Me casé con María del Rosario cuando tenía dieciocho años. Ella tenía veinte años más que yo, y esa diferencia me resultaba atractiva porque percibía en ella una madurez que yo anhelaba. En el primer año de matrimonio nació nuestra primera hija, Lucía, y después llegó Alejandro. María siempre estuvo a mi lado, ayudándome en todo. Gracias a su apoyo logré levantarme, terminar mis estudios y hallarme en el mercado laboral. Pero cuando Alejandro cumplió tres años, empacó sus pertenencias y desapareció de nuestras vidas para siempre.
Pasé largas noches llorando, sin poder imaginar cómo sobreviviría solo con dos niños. No tenía a quién dejarlos, así que no podía buscar empleo.
Los ingresos de la pensión alimenticia eran escasos; apenas bastaban para cubrir lo esencial. Luché con todas mis fuerzas, y poco a poco Alejandro consiguió plaza en una guardería y yo conseguí un puesto en una fábrica de tejidos en Sevilla. Fue entonces cuando María volvió a aparecer, pidiendo perdón y queriendo regresar al hogar. Yo le respondí:
Nos hemos acostumbrado a vivir sin ti. Nunca pensaste en los niños. ¿Ahora te arrepientes? Vete y no vuelvas a interponerte en nuestra vida.
Un mes después me citó al juzgado con la esperanza de recuperar la custodia. Por supuesto, la justicia estuvo de mi lado; los niños permanecieron conmigo.

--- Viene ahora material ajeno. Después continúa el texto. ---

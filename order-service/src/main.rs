mod api;
mod cache;
mod config;
mod ingest;
mod models;
mod schema;
mod source;
mod store;
#[cfg(test)]
mod testing;

use anyhow::Result;
use clap::Parser;
use std::sync::Arc;
use std::time::Duration;
use tokio_util::sync::CancellationToken;
use tracing::{error, info, warn};
use tracing_subscriber::EnvFilter;

use crate::cache::OrderCache;
use crate::config::Args;
use crate::ingest::OrderIngestor;
use crate::source::KafkaSource;
use crate::store::{OrderStore, PgOrderStore};

const SHUTDOWN_GRACE: Duration = Duration::from_secs(5);

#[tokio::main]
async fn main() -> Result<()> {
    tracing_subscriber::fmt()
        .with_env_filter(EnvFilter::try_from_default_env().unwrap_or_else(|_| EnvFilter::new("info")))
        .init();
    let args = Args::parse();

    // Run migrations first
    info!("Running database migrations...");
    store::run_migrations(&args.database_url)?;
    info!("Migrations completed successfully");

    let pg = PgOrderStore::connect(&args.database_url, args.db_pool_size, args.store_timeout()).await?;
    let store: Arc<dyn OrderStore> = Arc::new(pg);
    let cache = Arc::new(OrderCache::new(args.cache_capacity, args.recency_policy()));

    match store::load_recent(store.as_ref(), cache.capacity() as i64).await {
        Ok(orders) => {
            cache.warm(orders);
            info!(
                "Cache preloaded: {}/{} (policy {:?})",
                cache.len(),
                cache.capacity(),
                cache.policy()
            );
        }
        Err(e) => warn!("Cache preload failed: {}", e),
    }

    let mut source = KafkaSource::new(&args.kafka_brokers, &args.group_id, &args.topic)?;
    let listener = tokio::net::TcpListener::bind(format!("0.0.0.0:{}", args.port)).await?;

    let cancel = CancellationToken::new();
    tokio::spawn(shutdown_signal(cancel.clone()));

    let ingestor = OrderIngestor::new(store.clone(), cache.clone()).with_backoff(args.retry_backoff());
    let pipeline = tokio::spawn({
        let cancel = cancel.clone();
        async move { ingestor.run(&mut source, cancel).await }
    });
    info!(
        "Consuming topic {} as group {} from {}",
        args.topic, args.group_id, args.kafka_brokers
    );

    let app = api::create_router(api::AppState { store, cache });
    let server = axum::serve(listener, app).with_graceful_shutdown(cancel.clone().cancelled_owned());
    let mut server = tokio::spawn(async move { server.await });
    info!("Order service listening on http://0.0.0.0:{}", args.port);

    let stopped_early = tokio::select! {
        result = &mut server => Some(result),
        _ = cancel.cancelled() => None,
    };

    match stopped_early {
        Some(result) => {
            match result {
                Ok(Ok(())) => warn!("HTTP server exited unexpectedly"),
                Ok(Err(e)) => error!("HTTP server failed: {}", e),
                Err(e) => error!("HTTP server task failed: {}", e),
            }
            cancel.cancel();
        }
        None => {
            info!("Shutting down...");
            match tokio::time::timeout(SHUTDOWN_GRACE, &mut server).await {
                Ok(Ok(Ok(()))) => info!("HTTP server stopped"),
                Ok(Ok(Err(e))) => error!("HTTP shutdown error: {}", e),
                Ok(Err(e)) => error!("HTTP server task failed: {}", e),
                Err(_) => {
                    warn!("HTTP server did not drain within {:?}", SHUTDOWN_GRACE);
                    server.abort();
                }
            }
        }
    }

    // The pipeline finishes any write already underway before it stops.
    match pipeline.await {
        Ok(_) => info!("Consumer stopped"),
        Err(e) => error!("Ingestion task failed: {}", e),
    }

    Ok(())
}

async fn shutdown_signal(cancel: CancellationToken) {
    let ctrl_c = async {
        if let Err(e) = tokio::signal::ctrl_c().await {
            error!("Failed to listen for Ctrl-C: {}", e);
            std::future::pending::<()>().await;
        }
    };

    #[cfg(unix)]
    let terminate = async {
        match tokio::signal::unix::signal(tokio::signal::unix::SignalKind::terminate()) {
            Ok(mut signal) => {
                signal.recv().await;
            }
            Err(e) => {
                error!("Failed to listen for SIGTERM: {}", e);
                std::future::pending::<()>().await;
            }
        }
    };

    #[cfg(not(unix))]
    let terminate = std::future::pending::<()>();

    tokio::select! {
        _ = ctrl_c => {}
        _ = terminate => {}
    }

    info!("Shutdown signal received");
    cancel.cancel();
}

Seis meses más tarde descubrí la verdadera razón de su intento de reconciliación: el padre de María había redactado un testamento en favor de nuestros hijos. Al fallecer, la herencia quedó sin dueño y se la quedaron los niños. Hoy ya todo está resuelto, pero no olvido los tiempos en que compartíamos el último trozo de pan y pasábamos semanas sin comida para que mis hijos no pasaran hambre.
Lección personal: la resiliencia y la determinación son las únicas aliadas que nos permiten superar la adversidad y proteger a los que amamos.